SLM Lab uses [Gymnasium](https://gymnasium.farama.org/) (the maintained fork of OpenAI Gym):

| Category            | Examples                      | Difficulty | Docs                                                                            |
| ------------------- | ----------------------------- | ---------- | ------------------------------------------------------------------------------- |
| **Classic Control** | CartPole, Pendulum, Acrobot   | Easy       | [Gymnasium Classic](https://gymnasium.farama.org/environments/classic_control/) |
| **Box2D**           | LunarLander, BipedalWalker    | Medium     | [Gymnasium Box2D](https://gymnasium.farama.org/environments/box2d/)             |
| **MuJoCo**          | Hopper, HalfCheetah, Humanoid | Hard       | [Gymnasium MuJoCo](https://gymnasium.farama.org/environments/mujoco/)           |
| **Atari**           | Qbert, MsPacman, and 54 more  | Varied     | [ALE](https://ale.farama.org/environments/)                                     |

Any gymnasium-compatible environment works—just specify its name in the spec.

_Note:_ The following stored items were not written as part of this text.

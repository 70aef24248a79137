use axum::Json;
use axum::extract::rejection::{FormRejection, JsonRejection};
use axum::extract::{Form, Path, State};
use axum::http::StatusCode;
use focuslab_providers::ProviderError;
use focuslab_store::{HABIT_LIST_LIMIT, TASK_LIST_LIMIT};
use focuslab_types::motivation::{
    EMPTY_MESSAGE_FALLBACK, NO_KEY_MESSAGE, PROVIDER_FAILURE_MESSAGE,
};
use focuslab_types::{
    Credentials, Habit, HabitId, LoginForm, MotivationRequest, MotivationResponse, Task, TaskId,
    TaskPatch, TokenResponse,
};
use serde::Serialize;
use serde_json::{Value, json};
use tracing::instrument;

use crate::auth::{AuthUser, hash_password, verify_password};
use crate::error::ApiError;
use crate::state::AppState;

// ---------------------------------------------------------------------------
// Health
// ---------------------------------------------------------------------------

#[derive(Serialize)]
pub struct HealthResponse {
    status: &'static str,
    version: &'static str,
}

pub async fn health() -> Json<HealthResponse> {
    Json(HealthResponse {
        status: "ok",
        version: env!("CARGO_PKG_VERSION"),
    })
}

// ---------------------------------------------------------------------------
// Accounts
// ---------------------------------------------------------------------------

/// POST /signup
#[instrument(skip_all)]
pub async fn signup(
    State(state): State<AppState>,
    payload: Result<Json<Credentials>, JsonRejection>,
) -> Result<(StatusCode, Json<Value>), ApiError> {
    let Json(credentials) = payload?;
    let email = credentials.email.trim().to_lowercase();
    if email.is_empty() || credentials.password.is_empty() {
        return Err(ApiError::bad_request("Email and password are required"));
    }

    let password = credentials.password;
    let password_hash = tokio::task::spawn_blocking(move || hash_password(&password))
        .await
        .map_err(|_| ApiError::internal())?
        .map_err(|e| {
            tracing::error!(error = %e, "Password hashing failed");
            ApiError::internal()
        })?;

    let created = {
        let email = email.clone();
        state
            .with_store(move |store| store.create_user(&email, &password_hash))
            .await
    };
    match created {
        Ok(_) => {
            tracing::info!(email = %email, "User registered");
            Ok((
                StatusCode::CREATED,
                Json(json!({ "message": "User created successfully" })),
            ))
        }
        Err(e) if e.status == StatusCode::CONFLICT => {
            Err(ApiError::bad_request("Email already registered"))
        }
        Err(e) => Err(e),
    }
}

/// POST /login
#[instrument(skip_all)]
pub async fn login(
    State(state): State<AppState>,
    form: Result<Form<LoginForm>, FormRejection>,
) -> Result<Json<TokenResponse>, ApiError> {
    let Form(form) = form?;
    let incorrect = || ApiError::new(StatusCode::UNAUTHORIZED, "Incorrect email or password");

    let email = form.username.clone();
    let user = state
        .with_store(move |store| store.find_user(&email))
        .await?
        .ok_or_else(incorrect)?;

    let password = form.password;
    let stored_hash = user.password_hash.clone();
    let valid = tokio::task::spawn_blocking(move || verify_password(&password, &stored_hash))
        .await
        .map_err(|_| ApiError::internal())?;
    if !valid {
        tracing::info!(email = %user.email, "Rejected login");
        return Err(incorrect());
    }

    let token = state.keys.issue(&user.email).map_err(|e| {
        tracing::error!(error = %e, "Token signing failed");
        ApiError::internal()
    })?;
    Ok(Json(TokenResponse::bearer(token)))
}

// ---------------------------------------------------------------------------
// Tasks
// ---------------------------------------------------------------------------

/// GET /tasks
#[instrument(skip_all, fields(user = %user.email))]
pub async fn list_tasks(
    State(state): State<AppState>,
    user: AuthUser,
) -> Result<Json<Vec<Task>>, ApiError> {
    let tasks = state
        .with_store(move |store| store.list_tasks(&user.email, TASK_LIST_LIMIT))
        .await?;
    Ok(Json(tasks))
}

/// POST /tasks
#[instrument(skip_all, fields(user = %user.email))]
pub async fn create_task(
    State(state): State<AppState>,
    user: AuthUser,
    payload: Result<Json<Task>, JsonRejection>,
) -> Result<Json<Task>, ApiError> {
    let Json(task) = payload?;
    let stored = task.clone();
    state
        .with_store(move |store| store.insert_task(&user.email, &stored))
        .await?;
    Ok(Json(task))
}

/// PUT /tasks/{id}
#[instrument(skip_all, fields(user = %user.email))]
pub async fn update_task(
    State(state): State<AppState>,
    user: AuthUser,
    Path(id): Path<String>,
    payload: Result<Json<TaskPatch>, JsonRejection>,
) -> Result<Json<Value>, ApiError> {
    let Json(patch) = payload?;
    let task_id = TaskId::new(id);
    let found = state
        .with_store(move |store| store.update_task(&user.email, &task_id, &patch))
        .await?;
    if !found {
        tracing::debug!("Update matched no task");
    }
    Ok(Json(json!({ "status": "updated" })))
}

/// DELETE /tasks/{id}
#[instrument(skip_all, fields(user = %user.email))]
pub async fn delete_task(
    State(state): State<AppState>,
    user: AuthUser,
    Path(id): Path<String>,
) -> Result<Json<Value>, ApiError> {
    let task_id = TaskId::new(id);
    let found = state
        .with_store(move |store| store.delete_task(&user.email, &task_id))
        .await?;
    if !found {
        tracing::debug!("Delete matched no task");
    }
    Ok(Json(json!({ "status": "deleted" })))
}

// ---------------------------------------------------------------------------
// Habits
// ---------------------------------------------------------------------------

/// GET /habits
#[instrument(skip_all, fields(user = %user.email))]
pub async fn list_habits(
    State(state): State<AppState>,
    user: AuthUser,
) -> Result<Json<Vec<Habit>>, ApiError> {
    let habits = state
        .with_store(move |store| store.list_or_seed_habits(&user.email, HABIT_LIST_LIMIT))
        .await?;
    Ok(Json(habits))
}

/// Trims the name. Placeholder ids are client-side padding and never stored.
fn checked_habit(mut habit: Habit) -> Result<Habit, ApiError> {
    if habit.id.as_str().trim().is_empty() {
        return Err(ApiError::unprocessable("Habit id must not be empty"));
    }
    if habit.id.is_placeholder() {
        return Err(ApiError::unprocessable("Rename this habit before saving it"));
    }
    let name = habit.name.trim();
    if name.is_empty() {
        return Err(ApiError::unprocessable("Habit name must not be empty"));
    }
    if name.len() != habit.name.len() {
        habit.name = name.to_owned();
    }
    Ok(habit)
}

/// POST /habits
#[instrument(skip_all, fields(user = %user.email))]
pub async fn create_habit(
    State(state): State<AppState>,
    user: AuthUser,
    payload: Result<Json<Habit>, JsonRejection>,
) -> Result<Json<Habit>, ApiError> {
    let Json(habit) = payload?;
    let habit = checked_habit(habit)?;
    let stored = habit.clone();
    state
        .with_store(move |store| store.insert_habit(&user.email, &stored))
        .await?;
    Ok(Json(habit))
}

/// PUT /habits/{id}
#[instrument(skip_all, fields(user = %user.email))]
pub async fn replace_habit(
    State(state): State<AppState>,
    user: AuthUser,
    Path(id): Path<String>,
    payload: Result<Json<Habit>, JsonRejection>,
) -> Result<Json<Habit>, ApiError> {
    let Json(mut habit) = payload?;
    habit.id = HabitId::new(id);
    let habit = checked_habit(habit)?;
    let stored = habit.clone();
    state
        .with_store(move |store| store.replace_habit(&user.email, &stored.id, &stored))
        .await?;
    Ok(Json(habit))
}

// ---------------------------------------------------------------------------
// Motivation
// ---------------------------------------------------------------------------

/// POST /ai/motivation
///
/// Always answers 200; provider trouble degrades to a canned message.
#[instrument(skip_all, fields(user = %user.email))]
pub async fn motivation(
    State(state): State<AppState>,
    user: AuthUser,
    payload: Result<Json<MotivationRequest>, JsonRejection>,
) -> Result<Json<MotivationResponse>, ApiError> {
    let Json(request) = payload?;
    let message = match &state.motivator {
        None => NO_KEY_MESSAGE.to_string(),
        Some(client) => match client.motivate(&request).await {
            Ok(text) => text,
            Err(ProviderError::EmptyResponse) => EMPTY_MESSAGE_FALLBACK.to_string(),
            Err(e) => {
                tracing::warn!(error = %e, kind = %request.kind, "Motivation request failed");
                PROVIDER_FAILURE_MESSAGE.to_string()
            }
        },
    };
    Ok(Json(MotivationResponse { message }))
}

### Environment-Specific Settings

| Category        | `num_envs` | `max_frame` | Normalization                       | GPU         |
| --------------- | ---------- | ----------- | ----------------------------------- | ----------- |
| Classic Control | 4          | 2e5-3e5     | No                                  | Optional    |
| Box2D           | 8          | 3e5         | No                                  | Optional    |
| MuJoCo          | 16         | 1e6-10e6    | `normalize_obs`, `normalize_reward` | Optional    |
| Atari           | 16         | 10e6        | No                                  | Recommended |

See [Benchmark Specs](/slm-lab/using-slm-lab/benchmark-specs.md) for complete spec files for each environment.

## Example: PPO on HalfCheetah

[**HalfCheetah-v5**](https://gymnasium.farama.org/environments/mujoco/half_cheetah/) is a classic MuJoCo benchmark—a 2D cheetah robot that learns to run forward. It has a 17-dimensional observation space and 6-dimensional continuous action space.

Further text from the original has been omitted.